» **PROBLEM STATEMENT**
Retype the records that come next, word for word.

Collected data entries
○ ○ ○ ○ ○ ○ ○

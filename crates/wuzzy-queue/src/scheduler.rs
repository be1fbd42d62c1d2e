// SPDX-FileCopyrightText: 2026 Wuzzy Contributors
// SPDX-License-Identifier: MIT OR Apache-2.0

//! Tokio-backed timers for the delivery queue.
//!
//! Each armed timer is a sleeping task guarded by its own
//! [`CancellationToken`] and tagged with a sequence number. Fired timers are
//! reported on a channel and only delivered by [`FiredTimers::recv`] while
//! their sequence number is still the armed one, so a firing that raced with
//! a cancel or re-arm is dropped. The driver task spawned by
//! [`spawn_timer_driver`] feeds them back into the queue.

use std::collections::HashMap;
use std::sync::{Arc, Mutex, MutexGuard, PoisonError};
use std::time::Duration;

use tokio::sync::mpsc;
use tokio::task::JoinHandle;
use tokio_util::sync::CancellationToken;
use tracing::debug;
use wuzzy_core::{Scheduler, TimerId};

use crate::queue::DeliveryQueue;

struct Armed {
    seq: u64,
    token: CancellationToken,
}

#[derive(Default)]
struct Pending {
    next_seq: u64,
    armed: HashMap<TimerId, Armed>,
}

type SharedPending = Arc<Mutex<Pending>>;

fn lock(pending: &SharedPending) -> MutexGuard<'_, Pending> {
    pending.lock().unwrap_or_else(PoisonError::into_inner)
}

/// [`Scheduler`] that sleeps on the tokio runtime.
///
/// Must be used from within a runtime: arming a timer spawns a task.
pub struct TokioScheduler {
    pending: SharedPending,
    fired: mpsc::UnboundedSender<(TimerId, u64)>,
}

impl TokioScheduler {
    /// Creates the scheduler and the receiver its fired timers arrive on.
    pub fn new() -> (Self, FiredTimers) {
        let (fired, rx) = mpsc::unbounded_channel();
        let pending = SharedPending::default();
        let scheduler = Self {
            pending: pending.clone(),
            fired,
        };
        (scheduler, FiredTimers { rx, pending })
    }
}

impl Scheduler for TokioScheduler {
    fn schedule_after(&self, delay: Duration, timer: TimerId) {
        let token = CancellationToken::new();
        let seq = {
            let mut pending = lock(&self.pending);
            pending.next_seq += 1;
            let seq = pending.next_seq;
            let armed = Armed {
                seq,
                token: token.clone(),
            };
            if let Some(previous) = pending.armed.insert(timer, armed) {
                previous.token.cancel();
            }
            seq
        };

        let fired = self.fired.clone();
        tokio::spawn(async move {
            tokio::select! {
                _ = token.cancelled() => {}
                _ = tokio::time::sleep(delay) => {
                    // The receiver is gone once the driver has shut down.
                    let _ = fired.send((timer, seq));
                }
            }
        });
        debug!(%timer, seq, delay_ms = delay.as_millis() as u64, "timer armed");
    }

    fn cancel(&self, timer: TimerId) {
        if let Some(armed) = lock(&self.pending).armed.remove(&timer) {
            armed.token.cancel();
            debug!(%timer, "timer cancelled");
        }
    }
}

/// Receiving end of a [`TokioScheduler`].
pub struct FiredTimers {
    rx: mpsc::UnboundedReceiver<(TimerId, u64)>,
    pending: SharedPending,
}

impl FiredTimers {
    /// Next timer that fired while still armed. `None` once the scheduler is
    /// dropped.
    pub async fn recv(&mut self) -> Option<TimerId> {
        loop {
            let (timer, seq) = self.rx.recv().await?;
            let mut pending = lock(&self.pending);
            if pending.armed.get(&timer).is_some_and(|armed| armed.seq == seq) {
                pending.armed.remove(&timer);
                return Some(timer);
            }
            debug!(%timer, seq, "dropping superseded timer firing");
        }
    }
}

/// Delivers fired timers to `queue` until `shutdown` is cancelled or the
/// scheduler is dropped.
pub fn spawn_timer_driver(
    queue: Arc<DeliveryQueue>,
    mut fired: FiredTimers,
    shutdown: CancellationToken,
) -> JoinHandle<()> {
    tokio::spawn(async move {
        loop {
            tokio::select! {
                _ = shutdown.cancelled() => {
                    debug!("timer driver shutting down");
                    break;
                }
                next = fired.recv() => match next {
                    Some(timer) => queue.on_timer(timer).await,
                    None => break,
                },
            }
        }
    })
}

○ ○ ○ ○ ○ ○ ○

» **ANSWER TO THIS EXERCISE**
filename crates/wuzzy-queue/src/scheduler.rs
repository be1fbd42d62c1d2e
// SPDX-FileCopyrightText: 2026 Wuzzy Contributors
// SPDX-License-Identifier: MIT OR Apache-2.0

//! Tokio-backed timers for the delivery queue.
//!
//! Each armed timer is a sleeping task guarded by its own
//! [`CancellationToken`] and tagged with a sequence number. Fired timers are
//! reported on a channel and only delivered by [`FiredTimers::recv`] while
//! their sequence number is still the armed one, so a firing that raced with
//! a cancel or re-arm is dropped. The driver task spawned by
//! [`spawn_timer_driver`] feeds them back into the queue.

use std::collections::HashMap;
use std::sync::{Arc, Mutex, MutexGuard, PoisonError};
use std::time::Duration;

use tokio::sync::mpsc;
use tokio::task::JoinHandle;
use tokio_util::sync::CancellationToken;
use tracing::debug;
use wuzzy_core::{Scheduler, TimerId};

use crate::queue::DeliveryQueue;

struct Armed {
    seq: u64,
    token: CancellationToken,
}

#[derive(Default)]
struct Pending {
    next_seq: u64,
    armed: HashMap<TimerId, Armed>,
}

type SharedPending = Arc<Mutex<Pending>>;

fn lock(pending: &SharedPending) -> MutexGuard<'_, Pending> {
    pending.lock().unwrap_or_else(PoisonError::into_inner)
}

/// [`Scheduler`] that sleeps on the tokio runtime.
///
/// Must be used from within a runtime: arming a timer spawns a task.
pub struct TokioScheduler {
    pending: SharedPending,
    fired: mpsc::UnboundedSender<(TimerId, u64)>,
}

impl TokioScheduler {
    /// Creates the scheduler and the receiver its fired timers arrive on.
    pub fn new() -> (Self, FiredTimers) {
        let (fired, rx) = mpsc::unbounded_channel();
        let pending = SharedPending::default();
        let scheduler = Self {
            pending: pending.clone(),
            fired,
        };
        (scheduler, FiredTimers { rx, pending })
    }
}

impl Scheduler for TokioScheduler {
    fn schedule_after(&self, delay: Duration, timer: TimerId) {
        let token = CancellationToken::new();
        let seq = {
            let mut pending = lock(&self.pending);
            pending.next_seq += 1;
            let seq = pending.next_seq;
            let armed = Armed {
                seq,
                token: token.clone(),
            };
            if let Some(previous) = pending.armed.insert(timer, armed) {
                previous.token.cancel();
            }
            seq
        };

        let fired = self.fired.clone();
        tokio::spawn(async move {
            tokio::select! {
                _ = token.cancelled() => {}
                _ = tokio::time::sleep(delay) => {
                    // The receiver is gone once the driver has shut down.
                    let _ = fired.send((timer, seq));
                }
            }
        });
        debug!(%timer, seq, delay_ms = delay.as_millis() as u64, "timer armed");
    }

    fn cancel(&self, timer: TimerId) {
        if let Some(armed) = lock(&self.pending).armed.remove(&timer) {
            armed.token.cancel();
            debug!(%timer, "timer cancelled");
        }
    }
}

/// Receiving end of a [`TokioScheduler`].
pub struct FiredTimers {
    rx: mpsc::UnboundedReceiver<(TimerId, u64)>,
    pending: SharedPending,
}

impl FiredTimers {
    /// Next timer that fired while still armed. `None` once the scheduler is
    /// dropped.
    pub async fn recv(&mut self) -> Option<TimerId> {
        loop {
            let (timer, seq) = self.rx.recv().await?;
            let mut pending = lock(&self.pending);
            if pending.armed.get(&timer).is_some_and(|armed| armed.seq == seq) {
                pending.armed.remove(&timer);
                return Some(timer);
            }
            debug!(%timer, seq, "dropping superseded timer firing");
        }
    }
}

/// Delivers fired timers to `queue` until `shutdown` is cancelled or the
/// scheduler is dropped.
pub fn spawn_timer_driver(
    queue: Arc<DeliveryQueue>,
    mut fired: FiredTimers,
    shutdown: CancellationToken,
) -> JoinHandle<()> {
    tokio::spawn(async move {
        loop {
            tokio::select! {
                _ = shutdown.cancelled() => {
                    debug!("timer driver shutting down");
                    break;
                }
                next = fired.recv() => match next {
                    Some(timer) => queue.on_timer(timer).await,
                    None => break,
                },
            }
        }
    })
}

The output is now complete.